TASK REQUIREMENTS: Nothing besides a number belongs in the answer, which is how many lines of the listing contain the string "python".
(DATA RECORDS begins)
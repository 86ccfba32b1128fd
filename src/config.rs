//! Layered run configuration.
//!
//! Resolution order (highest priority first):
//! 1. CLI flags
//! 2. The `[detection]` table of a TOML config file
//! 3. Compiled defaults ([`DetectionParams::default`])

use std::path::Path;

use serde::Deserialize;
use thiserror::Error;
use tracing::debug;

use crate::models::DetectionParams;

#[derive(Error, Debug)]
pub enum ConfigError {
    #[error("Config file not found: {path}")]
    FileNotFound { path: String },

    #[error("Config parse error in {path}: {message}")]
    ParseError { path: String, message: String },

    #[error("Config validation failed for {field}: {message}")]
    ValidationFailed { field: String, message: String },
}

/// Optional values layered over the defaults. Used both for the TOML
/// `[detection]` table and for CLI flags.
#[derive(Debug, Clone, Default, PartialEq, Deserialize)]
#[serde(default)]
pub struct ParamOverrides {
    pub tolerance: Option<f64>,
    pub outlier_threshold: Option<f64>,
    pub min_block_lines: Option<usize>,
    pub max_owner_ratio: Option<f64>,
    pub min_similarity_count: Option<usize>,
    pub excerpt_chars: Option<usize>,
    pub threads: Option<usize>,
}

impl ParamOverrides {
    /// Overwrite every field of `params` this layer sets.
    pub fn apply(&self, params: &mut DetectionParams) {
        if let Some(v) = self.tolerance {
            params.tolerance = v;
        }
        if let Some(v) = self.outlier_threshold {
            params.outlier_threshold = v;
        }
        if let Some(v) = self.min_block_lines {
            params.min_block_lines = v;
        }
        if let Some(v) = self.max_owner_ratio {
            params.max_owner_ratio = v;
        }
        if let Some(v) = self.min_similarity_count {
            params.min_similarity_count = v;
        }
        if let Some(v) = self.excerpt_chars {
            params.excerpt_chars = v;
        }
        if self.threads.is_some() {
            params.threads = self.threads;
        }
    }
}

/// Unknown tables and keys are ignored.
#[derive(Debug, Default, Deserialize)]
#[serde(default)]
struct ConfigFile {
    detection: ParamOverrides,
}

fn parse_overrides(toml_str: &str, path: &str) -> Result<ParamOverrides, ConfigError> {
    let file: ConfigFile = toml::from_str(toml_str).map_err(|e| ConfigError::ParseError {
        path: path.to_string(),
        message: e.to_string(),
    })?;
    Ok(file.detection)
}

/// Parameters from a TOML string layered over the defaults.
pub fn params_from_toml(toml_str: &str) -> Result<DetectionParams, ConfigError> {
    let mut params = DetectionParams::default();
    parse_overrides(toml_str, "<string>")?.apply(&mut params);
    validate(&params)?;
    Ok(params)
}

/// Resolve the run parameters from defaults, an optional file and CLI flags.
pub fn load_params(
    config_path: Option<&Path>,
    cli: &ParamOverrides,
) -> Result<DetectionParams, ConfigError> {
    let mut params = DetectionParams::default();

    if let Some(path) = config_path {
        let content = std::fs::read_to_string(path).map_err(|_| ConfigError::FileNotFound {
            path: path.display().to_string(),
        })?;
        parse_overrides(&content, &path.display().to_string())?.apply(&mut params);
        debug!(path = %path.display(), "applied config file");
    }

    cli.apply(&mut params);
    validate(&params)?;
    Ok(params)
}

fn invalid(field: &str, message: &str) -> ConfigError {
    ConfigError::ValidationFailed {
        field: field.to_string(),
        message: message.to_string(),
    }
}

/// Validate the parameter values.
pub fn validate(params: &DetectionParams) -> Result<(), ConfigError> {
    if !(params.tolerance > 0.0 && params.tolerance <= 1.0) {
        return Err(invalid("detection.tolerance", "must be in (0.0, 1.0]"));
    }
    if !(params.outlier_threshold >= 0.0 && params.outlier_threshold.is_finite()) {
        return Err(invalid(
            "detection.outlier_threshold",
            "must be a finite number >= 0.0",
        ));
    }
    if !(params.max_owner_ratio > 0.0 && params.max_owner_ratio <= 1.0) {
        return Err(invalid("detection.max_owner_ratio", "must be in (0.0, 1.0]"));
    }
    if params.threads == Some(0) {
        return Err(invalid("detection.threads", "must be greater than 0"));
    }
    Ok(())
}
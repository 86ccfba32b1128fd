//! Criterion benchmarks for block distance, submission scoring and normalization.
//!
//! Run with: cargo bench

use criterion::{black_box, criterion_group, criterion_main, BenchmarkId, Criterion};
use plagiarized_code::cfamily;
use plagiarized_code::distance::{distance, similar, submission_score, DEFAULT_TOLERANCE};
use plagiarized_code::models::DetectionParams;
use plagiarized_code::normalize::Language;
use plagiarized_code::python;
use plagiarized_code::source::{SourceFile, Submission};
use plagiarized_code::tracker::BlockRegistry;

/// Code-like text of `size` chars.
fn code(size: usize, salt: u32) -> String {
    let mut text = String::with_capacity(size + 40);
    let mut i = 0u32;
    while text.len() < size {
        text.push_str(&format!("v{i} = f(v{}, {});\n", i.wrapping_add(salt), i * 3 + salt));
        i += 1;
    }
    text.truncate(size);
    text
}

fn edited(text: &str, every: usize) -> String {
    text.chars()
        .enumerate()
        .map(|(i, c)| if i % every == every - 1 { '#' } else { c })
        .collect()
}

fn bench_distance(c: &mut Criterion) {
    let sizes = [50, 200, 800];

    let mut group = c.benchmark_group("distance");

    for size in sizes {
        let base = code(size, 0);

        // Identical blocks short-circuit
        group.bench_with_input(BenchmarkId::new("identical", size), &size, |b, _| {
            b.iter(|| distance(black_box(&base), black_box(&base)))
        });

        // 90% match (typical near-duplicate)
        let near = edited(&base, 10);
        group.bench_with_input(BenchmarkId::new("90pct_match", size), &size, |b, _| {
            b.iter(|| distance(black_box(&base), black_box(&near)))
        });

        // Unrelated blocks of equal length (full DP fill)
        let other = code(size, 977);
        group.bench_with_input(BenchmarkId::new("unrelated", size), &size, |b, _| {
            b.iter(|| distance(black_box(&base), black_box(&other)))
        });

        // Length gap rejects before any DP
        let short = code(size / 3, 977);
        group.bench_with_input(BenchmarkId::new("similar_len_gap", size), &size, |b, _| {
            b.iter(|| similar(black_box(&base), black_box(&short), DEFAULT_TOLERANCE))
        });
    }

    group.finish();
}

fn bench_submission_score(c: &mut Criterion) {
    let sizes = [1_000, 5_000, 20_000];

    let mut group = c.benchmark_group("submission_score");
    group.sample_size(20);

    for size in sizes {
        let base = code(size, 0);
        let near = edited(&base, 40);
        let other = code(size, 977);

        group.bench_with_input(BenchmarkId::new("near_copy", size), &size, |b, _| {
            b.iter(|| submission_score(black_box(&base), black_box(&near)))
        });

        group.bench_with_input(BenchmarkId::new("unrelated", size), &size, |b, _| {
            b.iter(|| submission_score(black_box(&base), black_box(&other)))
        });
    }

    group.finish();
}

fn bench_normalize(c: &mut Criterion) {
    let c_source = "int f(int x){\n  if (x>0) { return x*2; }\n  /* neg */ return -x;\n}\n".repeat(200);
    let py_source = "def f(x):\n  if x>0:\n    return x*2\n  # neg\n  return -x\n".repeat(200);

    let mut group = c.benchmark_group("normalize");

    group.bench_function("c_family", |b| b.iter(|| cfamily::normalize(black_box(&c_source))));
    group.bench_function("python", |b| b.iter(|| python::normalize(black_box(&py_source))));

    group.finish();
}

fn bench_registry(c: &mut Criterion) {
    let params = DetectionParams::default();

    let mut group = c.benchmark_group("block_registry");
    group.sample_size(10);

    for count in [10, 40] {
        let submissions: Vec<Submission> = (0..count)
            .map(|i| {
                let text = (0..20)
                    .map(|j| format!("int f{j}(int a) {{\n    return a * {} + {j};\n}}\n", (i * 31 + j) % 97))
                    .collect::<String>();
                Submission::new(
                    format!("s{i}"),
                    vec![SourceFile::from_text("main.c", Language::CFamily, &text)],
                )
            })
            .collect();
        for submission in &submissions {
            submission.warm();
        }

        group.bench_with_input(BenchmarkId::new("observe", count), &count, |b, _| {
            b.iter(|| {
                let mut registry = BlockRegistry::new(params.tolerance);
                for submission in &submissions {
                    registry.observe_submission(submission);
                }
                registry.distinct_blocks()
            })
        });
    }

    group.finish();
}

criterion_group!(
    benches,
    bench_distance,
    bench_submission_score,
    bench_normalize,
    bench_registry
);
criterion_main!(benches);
(DATA RECORDS ends)
ANSWER: 2